I thought California was always warm but I’ve experience damp cold while visiting San Francisco, Los Angeles and San Diego. San Diego really took me by surprise because it was freezing in Summer…
Portland, Oregon is more diverse than I expected, especially with respect to Asians, and have plenty of quality ethnic cuisine on par with what you can find in bigger cities.
Eastern Washington: I was kinda expecting more forests and rivers, I'd seen a picture of what I guess was somewhere in the Selkirks and thought that was representative of what lay east of the Cascades. Most of eastern WA is dry scrubland and desert like rural Nevada, with a sizable minority being Midwest-like farmland.

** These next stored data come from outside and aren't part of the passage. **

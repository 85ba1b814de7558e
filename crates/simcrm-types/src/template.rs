//! Timing template types consumed by the planner.
//!
//! A timing template is an ordered list of rows, each describing one action
//! at a relative day offset. The planner scales the offsets to the target
//! cycle length and turns rows into concrete steps.

use serde::{Deserialize, Serialize};
use serde_json::Value;
use uuid::Uuid;

use crate::job::{ActionType, RecordType};

/// One row of a timing template.
#[derive(Debug, Clone, Serialize, Deserialize)]
pub struct TimingRow {
    /// Day offset relative to the template's own cycle.
    pub relative_day: f64,
    /// What the row does.
    pub action_type: ActionType,
    /// Record type the row operates on.
    pub record_type: RecordType,
    /// Symbolic id minted by this row's step, if it creates a record.
    #[serde(default, skip_serializing_if = "Option::is_none")]
    pub record_id_template: Option<String>,
    /// Nested target-type -> symbolic id(s) JSON structure.
    #[serde(default, skip_serializing_if = "Option::is_none")]
    pub associations_template: Option<Value>,
    /// Label identifying where the row came from (template authoring tool).
    #[serde(default, skip_serializing_if = "Option::is_none")]
    pub source_label: Option<String>,
    /// Raw content hints (JSON) used as the generation fallback payload.
    #[serde(default, skip_serializing_if = "Option::is_none")]
    pub action_template: Option<Value>,
    /// Free-text rationale; placeholder tokens are substituted at planning.
    #[serde(default, skip_serializing_if = "Option::is_none")]
    pub reason_template: Option<String>,
}

/// Values substituted into template placeholder tokens at planning time.
///
/// Recognized tokens: `{{theme}}`, `{{industry}}`, `{{frequency}}`,
/// `{{simulation_id}}`, `{{owner_id}}`, `{{sequence}}`, `{{now}}`.
#[derive(Debug, Clone)]
pub struct PlaceholderValues {
    pub theme: String,
    pub industry: String,
    pub frequency: String,
    pub simulation_id: Uuid,
    pub owner_id: Option<String>,
    pub sequence: u32,
    pub now: chrono::DateTime<chrono::Utc>,
}

#[cfg(test)]
mod tests {
    use super::*;
    use serde_json::json;

    #[test]
    fn test_timing_row_deserializes_with_optionals_missing() {
        let row: TimingRow = serde_json::from_value(json!({
            "relative_day": 2.5,
            "action_type": "create",
            "record_type": "contact",
        }))
        .unwrap();
        assert_eq!(row.relative_day, 2.5);
        assert!(row.record_id_template.is_none());
        assert!(row.associations_template.is_none());
    }

    #[test]
    fn test_timing_row_roundtrip() {
        let row = TimingRow {
            relative_day: 5.0,
            action_type: ActionType::Associate,
            record_type: RecordType::Deal,
            record_id_template: Some("deal_1".to_string()),
            associations_template: Some(json!({ "contact": ["contact_1"] })),
            source_label: Some("q3-pipeline".to_string()),
            action_template: None,
            reason_template: Some("link the champion".to_string()),
        };
        let value = serde_json::to_value(&row).unwrap();
        let back: TimingRow = serde_json::from_value(value).unwrap();
        assert_eq!(back.record_id_template.as_deref(), Some("deal_1"));
        assert_eq!(back.action_type, ActionType::Associate);
    }
}
//! Tracing subscriber initialization with structured logging.
//!
//! # Usage
//!
//! ```no_run
//! // Human-readable structured logging
//! simcrm_observe::tracing_setup::init_tracing(false).unwrap();
//!
//! // JSON output (for log shippers)
//! simcrm_observe::tracing_setup::init_tracing(true).unwrap();
//! ```

use tracing_subscriber::EnvFilter;
use tracing_subscriber::fmt::format::FmtSpan;
use tracing_subscriber::layer::SubscriberExt;
use tracing_subscriber::util::SubscriberInitExt;

/// Initialize the global tracing subscriber.
///
/// - Installs a structured `fmt` layer with target visibility and span close
///   timing; `json` switches it to newline-delimited JSON output.
/// - Respects `RUST_LOG` via `EnvFilter::from_default_env()`.
///
/// # Errors
///
/// Returns an error if the global subscriber has already been set.
pub fn init_tracing(json: bool) -> Result<(), Box<dyn std::error::Error>> {
    let env_filter = EnvFilter::from_default_env();

    if json {
        let fmt_layer = tracing_subscriber::fmt::layer()
            .json()
            .with_target(true)
            .with_span_events(FmtSpan::CLOSE);
        tracing_subscriber::registry()
            .with(env_filter)
            .with(fmt_layer)
            .try_init()?;
    } else {
        let fmt_layer = tracing_subscriber::fmt::layer()
            .with_target(true)
            .with_span_events(FmtSpan::CLOSE);
        tracing_subscriber::registry()
            .with(env_filter)
            .with(fmt_layer)
            .try_init()?;
    }

    Ok(())
}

Olympic Peninsula: I guess I was expecting it to feel more remote, covered with thick endless tree cover and a permanent layer of fog. Some of the areas of the west peninsula (like Rialto Beach, especially at night) feel like that, but the general vibe out there is disappointingly "generic western US national park, with tourists everywhere".
Springfield, IL: Surprisingly rough and run-down. I'd been there in middle school (late '00s) and didn't remember much, and before I went through there last year, I was expecting more of an average, middle-America-feeling place.
LA: Most of it just felt like a normal city (in a good way), the rich fake parts and the trashy dated neon-filled parts were both pretty small fractions of the whole city. Lots of cool ethnic enclaves.
Salt Lake City: Not actually that scenic imo, mountains were surprisingly brown and the sky looked pretty polluted.
LA: Most of it just felt like a normal city (in a good way), the rich fake parts and the trashy dated neon-filled parts were both pretty small fractions of the whole city. Lots of cool ethnic enclaves.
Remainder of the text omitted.